A gas stove that continuously clicks or sparks, even after the burner is lit, is an annoying problem that might have an easy solution. Here’s how to trouble shoot.
WARNING! Before attempting to work on any appliance, make sure that all power (electricity) and utilities (water and gas) have been turned off and/or disconnected on the appliance. Read this before you start any repair.
Clean the Spark Electrode Igniter
The spark electrode igniter (also called the surface burner igniter) sits next to the burner head on top of the stove top. This part is covered by the burner cap and might also be obstructed by the burner head. When the knob is turned and the burner is engaged, it emits a spark of electricity in order to ignite the air and gas mixture flowing from the burner head in order to create a flame.
Grease, water from overflowing pots, or even an extra wet sponge used in cleaning the stove top area can lead to the spark electrode igniter getting wet, which can causes the constant sparking. First, try to clean or dry the area around the spark electrode igniter.
How to Clean a Gas Stove Igniter to Keep It From Sparking
- Unplug the stove or switch off the circuit breaker to make sure there is no power flowing to the stove.
- Remove the grate and the burner cap in order to get access to the igniter.
- Use a cotton swab dipped in rubbing alcohol in order to clean the igniter and to dissolve any liquid.
- Leave the burners apart for a while to air dry.
- Assemble the parts of the burner back together and restore power back to the stove to see if this solves the problem.
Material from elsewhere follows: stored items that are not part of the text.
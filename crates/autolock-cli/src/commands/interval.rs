//! `get`, `set`, and `bounds` handlers.

use std::sync::Arc;

use autolock_config::defaults::{FIELD_DESCRIPTION, FIELD_LABEL};
use autolock_config::{
    AUTO_LOCK_KEY, DEFAULT_MINUTES, MAX_MINUTES, MIN_MINUTES, UpdateCommand,
    load_stored_interval, parse_input,
};
use autolock_store::KeyValueStore;
use tracing::info;

use crate::cli::SetArgs;
use crate::context::{AppContext, CliResult};
use crate::output::{BoundsView, IntervalView, render_bounds, render_interval, render_saved};

pub(crate) async fn handle_get(ctx: &AppContext) -> CliResult<String> {
    let store = ctx.open_store().await?;
    let stored = load_stored_interval(store.as_ref()).await?;
    let is_default = stored.is_none();
    let interval = stored.unwrap_or_default();

    render_interval(
        &IntervalView {
            key: AUTO_LOCK_KEY,
            minutes: interval.minutes(),
            is_default,
        },
        ctx.output,
    )
}

pub(crate) async fn handle_set(ctx: &AppContext, args: &SetArgs) -> CliResult<String> {
    let candidate = parse_input(&args.minutes);
    let store = ctx.open_store().await?;
    let saved = UpdateCommand::new(store as Arc<dyn KeyValueStore>)
        .submit(candidate.as_ref())
        .await?;
    info!(minutes = saved.minutes(), "auto-lock interval updated from cli");
    render_saved(saved, ctx.output)
}

pub(crate) fn handle_bounds(ctx: &AppContext) -> CliResult<String> {
    render_bounds(
        &BoundsView {
            key: AUTO_LOCK_KEY,
            min_minutes: MIN_MINUTES,
            max_minutes: MAX_MINUTES,
            default_minutes: DEFAULT_MINUTES,
            label: FIELD_LABEL,
            description: FIELD_DESCRIPTION,
        },
        ctx.output,
    )
}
If this does not solve the problem, then there may be a defective stove part.
Spark Ignition Switch
Another part that might cause a constantly clicking stovetop is the spark ignition switch. The spark ignition switch sends power to the spark module when the stovetop knob is turned on to light the burner. The spark module then sends voltage to the spark electrode igniter which produces a spark to create a flame.
The spark ignition switch might become defective and fail to close, leading to a continuously sparking igniter. Use a multimeter to test each switch while in the “off” position. If one or more of the switches shows continuity in this position, replace one or all of the switches.
The spark module provides power to the spark igniter. If after checking the spark electrode igniters and testing the Spark Ignition Switches and finding no issues with these parts, consider replacing the spark module.